Inside this month: A stroll down memory lane under the boardwalk

Jimmy and Tommy, Chalky, Mickey and Nucky – the dearly departed Boardwalk Empire (no spoilers here, folks) had a code. If your character’s name ended in a ‘Y’, you were permitted a smidgeon of sympathy … if you were lucky (not literally).

It’s the boardwalk itself I feel sorry for. One second it’s rewriting history as the most expensive set in the history of television, the next it’s hosting MTV Grind

Ah yes, the great American public who we have to thank for umpteen series of comedies starring Charlie Sheen and the early cancellation of Boardwalk due to disappointing ratings.

Don’t get me started on anyone who heard Boardwalk was good (“as far as television goes, you know”), but was waiting for it to end so they could binge-watch it. 

You’re the reason Van Gogh shot himself! “Ooh, I’ve heard he’s good, but I’m going to wait until he’s dead!”

How to massacre a song
Personally, I’m aggrieved to find out Boardwalk’s fabulous instrumental title track is written by my least favourite band. It’s like waking up the night after an orgy to a determined disturbance under the duvet and discovering it’s a dude.

I remember watching Dig, a documentary about the said band, the Brian Jonestown Massacre, which I watched with the kind of horror I reserve for actual massacres.

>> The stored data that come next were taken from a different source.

use std::{cell::RefCell, collections::HashMap};

use chrono::NaiveDate;
use rust_decimal::Decimal;
use rust_decimal_macros::dec;
use uuid::Uuid;

use crate::{
    aggregation_service::{AggregationService, BalanceDirection},
    budget_service::{BudgetService, BudgetStatus},
    export_service::{ExportService, DEFAULT_EXPORT_FILE_NAME},
    filter::{DateRange, TransactionFilter},
    store::{load_snapshot, DownloadSink, InMemoryLedgerStore, StaticSession},
    CoreError,
};
use tally_domain::{Amount, Category, DateWindow, Kind, LedgerSnapshot, Transaction, WeekStart};

fn date(y: i32, m: u32, d: u32) -> NaiveDate {
    NaiveDate::from_ymd_opt(y, m, d).unwrap()
}

fn record(
    user: Uuid,
    kind: Kind,
    amount: Decimal,
    category: Uuid,
    description: &str,
    on: NaiveDate,
) -> Transaction {
    Transaction::new(user, kind, Amount::new(amount).unwrap(), category, description, on).unwrap()
}

#[derive(Default)]
struct CapturingSink {
    delivered: RefCell<Vec<(String, String)>>,
}

impl DownloadSink for CapturingSink {
    fn deliver(&self, file_name: &str, contents: &str) -> Result<(), CoreError> {
        self.delivered
            .borrow_mut()
            .push((file_name.to_string(), contents.to_string()));
        Ok(())
    }
}

#[test]
fn january_groceries_overspend_scenario() {
    let user = Uuid::new_v4();
    let groceries = Category::new(user, "Groceries", Kind::Expense)
        .unwrap()
        .with_budget(Amount::new(dec!(300)).unwrap());
    let salary = Category::new(user, "Salary", Kind::Income).unwrap();
    let txns = vec![
        record(user, Kind::Income, dec!(1000), salary.id, "Paycheck", date(2024, 1, 5)),
        record(user, Kind::Expense, dec!(300), groceries.id, "Weekly shop", date(2024, 1, 10)),
        record(user, Kind::Expense, dec!(100), groceries.id, "Top-up", date(2024, 1, 20)),
    ];
    let categories = vec![groceries.clone(), salary];

    let totals =
        AggregationService::summarize(&txns, &categories, date(2024, 1, 20), WeekStart::Monday);
    assert_eq!(totals.total_income, dec!(1000));
    assert_eq!(totals.total_expenses, dec!(400));
    assert_eq!(totals.net_balance.value(), dec!(600));
    assert_eq!(totals.net_balance.direction(), BalanceDirection::Surplus);
    assert_eq!(totals.spend_by_category, HashMap::from([(groceries.id, dec!(400))]));
    assert!(totals.unresolved.is_empty());

    let evaluations = BudgetService::evaluate(&totals.spend_by_category, &categories);
    assert_eq!(evaluations.len(), 1);
    assert_eq!(evaluations[0].utilization_ratio.round_dp(3), dec!(1.333));
    assert_eq!(evaluations[0].status, BudgetStatus::Exceeded);
    assert_eq!(evaluations[0].remaining(), dec!(-100));
}

#[test]
fn empty_ledger_produces_zero_aggregates() {
    let snapshot = LedgerSnapshot::default();
    let totals = AggregationService::summarize(
        &snapshot.transactions,
        &snapshot.categories,
        date(2024, 1, 15),
        WeekStart::Monday,
    );
    assert_eq!(totals.total_income, Decimal::ZERO);
    assert_eq!(totals.total_expenses, Decimal::ZERO);
    assert_eq!(totals.net_balance.direction(), BalanceDirection::Surplus);
    assert!(totals.spend_by_category.is_empty());
    assert_eq!(totals.weekly_transaction_count, 0);
    assert!(BudgetService::evaluate(&totals.spend_by_category, &snapshot.categories).is_empty());
    assert_eq!(
        ExportService::to_csv(&snapshot.transactions, &snapshot.category_names()).unwrap(),
        "Date,Type,Category,Description,Amount\n"
    );
}

#[test]
fn export_delivers_exact_csv_to_sink() {
    let user = Uuid::new_v4();
    let dining = Category::new(user, "Dining", Kind::Expense).unwrap();
    let snapshot = LedgerSnapshot::new(
        vec![record(user, Kind::Expense, dec!(4.50), dining.id, "Coffee", date(2024, 2, 1))],
        vec![dining],
    );
    let sink = CapturingSink::default();

    ExportService::export_to(
        &sink,
        DEFAULT_EXPORT_FILE_NAME,
        &snapshot.transactions,
        &snapshot.category_names(),
    )
    .expect("export succeeds");

    let delivered = sink.delivered.borrow();
    assert_eq!(delivered.len(), 1);
    assert_eq!(delivered[0].0, "transactions.csv");
    assert_eq!(
        delivered[0].1,
        "Date,Type,Category,Description,Amount\n2024-02-01,Expense,Dining,Coffee,4.50\n"
    );
}

#[test]
fn unknown_category_counts_in_totals_only() {
    let user = Uuid::new_v4();
    let orphan = Uuid::new_v4();
    let txns = vec![record(user, Kind::Expense, dec!(25), orphan, "Mystery", date(2024, 6, 2))];

    let totals = AggregationService::summarize(&txns, &[], date(2024, 6, 3), WeekStart::Monday);
    assert_eq!(totals.total_expenses, dec!(25));
    assert!(!totals.spend_by_category.contains_key(&orphan));
    assert_eq!(totals.unresolved.len(), 1);
    assert_eq!(totals.unresolved[0].transaction_id(), txns[0].id);

    let csv = ExportService::to_csv(&txns, &HashMap::new()).unwrap();
    assert!(csv.ends_with("2024-06-02,Expense,,Mystery,25.00\n"));
}

#[test]
fn filtering_before_totals_matches_totals_of_filtered_subset() {
    let user = Uuid::new_v4();
    let food = Category::new(user, "Food", Kind::Expense).unwrap();
    let pay = Category::new(user, "Pay", Kind::Income).unwrap();
    let txns = vec![
        record(user, Kind::Expense, dec!(12.30), food.id, "Lunch", date(2024, 4, 2)),
        record(user, Kind::Income, dec!(900), pay.id, "Bonus", date(2024, 4, 5)),
        record(user, Kind::Expense, dec!(7.70), food.id, "Lunch again", date(2024, 4, 9)),
        record(user, Kind::Expense, dec!(40), food.id, "Dinner", date(2024, 3, 30)),
    ];
    let filter = TransactionFilter::new()
        .with_search("lunch")
        .with_date_range(DateRange::new(Some(date(2024, 4, 1)), None).unwrap());

    let subset = filter.apply(&txns);
    assert_eq!(subset.len(), 2);
    let expenses = AggregationService::total_expenses(subset.iter().copied());
    assert_eq!(expenses, dec!(20.00));

    let income = AggregationService::total_income(&txns);
    let all_expenses = AggregationService::total_expenses(&txns);
    assert_eq!(
        AggregationService::net_balance(&txns).value(),
        income - all_expenses
    );
}

#[test]
fn filtering_by_kind_commutes_with_totals() {
    let user = Uuid::new_v4();
    let food = Category::new(user, "Food", Kind::Expense).unwrap();
    let pay = Category::new(user, "Pay", Kind::Income).unwrap();
    let txns = vec![
        record(user, Kind::Expense, dec!(12.30), food.id, "Lunch", date(2024, 4, 2)),
        record(user, Kind::Income, dec!(900), pay.id, "Bonus", date(2024, 4, 5)),
        record(user, Kind::Expense, dec!(7.70), food.id, "Dinner", date(2024, 4, 9)),
        record(user, Kind::Income, dec!(0.01), pay.id, "Interest", date(2024, 4, 30)),
    ];

    let income_only = TransactionFilter::new().with_kind(Kind::Income).apply(&txns);
    assert_eq!(
        AggregationService::total_income(income_only.iter().copied()),
        AggregationService::total_income(&txns)
    );
    assert_eq!(
        AggregationService::total_expenses(income_only.iter().copied()),
        Decimal::ZERO
    );

    let expenses_only = TransactionFilter::new().with_kind(Kind::Expense).apply(&txns);
    assert_eq!(
        AggregationService::total_expenses(expenses_only.iter().copied()),
        AggregationService::total_expenses(&txns)
    );
    assert_eq!(
        AggregationService::total_income(expenses_only.iter().copied()),
        Decimal::ZERO
    );
    assert_eq!(AggregationService::total_income(&txns), dec!(900.01));
    assert_eq!(AggregationService::total_expenses(&txns), dec!(20.00));
}

#[test]
fn month_window_excludes_previous_month_spend() {
    let user = Uuid::new_v4();
    let rent = Category::new(user, "Rent", Kind::Expense).unwrap();
    let txns = vec![
        record(user, Kind::Expense, dec!(800), rent.id, "March rent", date(2024, 3, 1)),
        record(user, Kind::Expense, dec!(800), rent.id, "February rent", date(2024, 2, 1)),
    ];
    let spend = AggregationService::spend_by_category(
        &txns,
        std::slice::from_ref(&rent),
        DateWindow::month_to_date(date(2024, 3, 31)),
    );
    assert_eq!(spend.get(&rent.id), Some(&dec!(800)));
}

#[test]
fn snapshot_from_store_feeds_every_engine() {
    let user = Uuid::new_v4();
    let mut store = InMemoryLedgerStore::new();
    let dining = store.add_category(
        Category::default_category("Dining", Kind::Expense)
            .unwrap()
            .with_budget(Amount::new(dec!(50)).unwrap()),
    );
    store
        .add_transaction(record(user, Kind::Expense, dec!(45), dining, "Pizza", date(2024, 7, 3)))
        .unwrap();

    let snapshot = load_snapshot(&store, &StaticSession::signed_in(user)).unwrap();
    let totals = AggregationService::summarize(
        &snapshot.transactions,
        &snapshot.categories,
        date(2024, 7, 4),
        WeekStart::Monday,
    );
    let evaluation = BudgetService::evaluate(&totals.spend_by_category, &snapshot.categories);
    assert_eq!(evaluation[0].status, BudgetStatus::Warning);
    assert_eq!(evaluation[0].utilization_percent(), dec!(90));
}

But it cheered me up when I listened to their version with lyrics, because it was crap. Why wait for anyone else, when you can massacre your own song.

How about this lot then?
But yes, I’m going to be lost without Boardwalk. A bit like somebody whose sole source of humour came from their Jimmy Savile and Rolf Harris impressions, it’s a bereavement, although I won’t have an inner-voice saying: “How’s about that then … now then, now then” every time I walk past a school. 

Savile and Harris (who I met on a ferry once when I was 13 … until this moment, I’ve been too ashamed to admit I’ve been on a ferry before) were in their prime in 1982, a year of huge significance for three of this month’s major draws: the Crazy Christmas Cabaret, Morrissey and Fransk Affære.

For the cabaret, who this year are staging One-eyed Willy and the Quest for the Big Chest, it was the year it all began. To mark no particular anniversary, Vivienne McKee’s London Toast theatre is the subject of an exhibition at Hofteatret where you can see the memorabilia from all the past shows: so lots of platform shoes, wigs and women’s clothing to fit very large men. 

And the same is true of Morrissey, the cousin of footballer Robbie Keane. For a man prone to spouting nonsense at concerts, he has always taken a no-nonsense approach to his music. In the spring of 1982, he met Johnny Marr and they formed the Smiths that very year. There was no mucking about deliberating over fancy band names.

When Harald lost the plot
The French connection is more tenuous. It was the year that Harald Schumacher took out Patrick Battiston in the most barbaric piece of cheating ever seen at a World Cup and marked the first time anyone ever felt sorry for the French. The annual event Fransk Affære, ongoing until Sunday, is proof that out of that sympathy was born a love as Francophiles multiply every year.

Watching that moment live – expecting a red card and only getting a goal kick while your star player is slipping into a coma – well, it kind of puts concerns about a title track into perspective.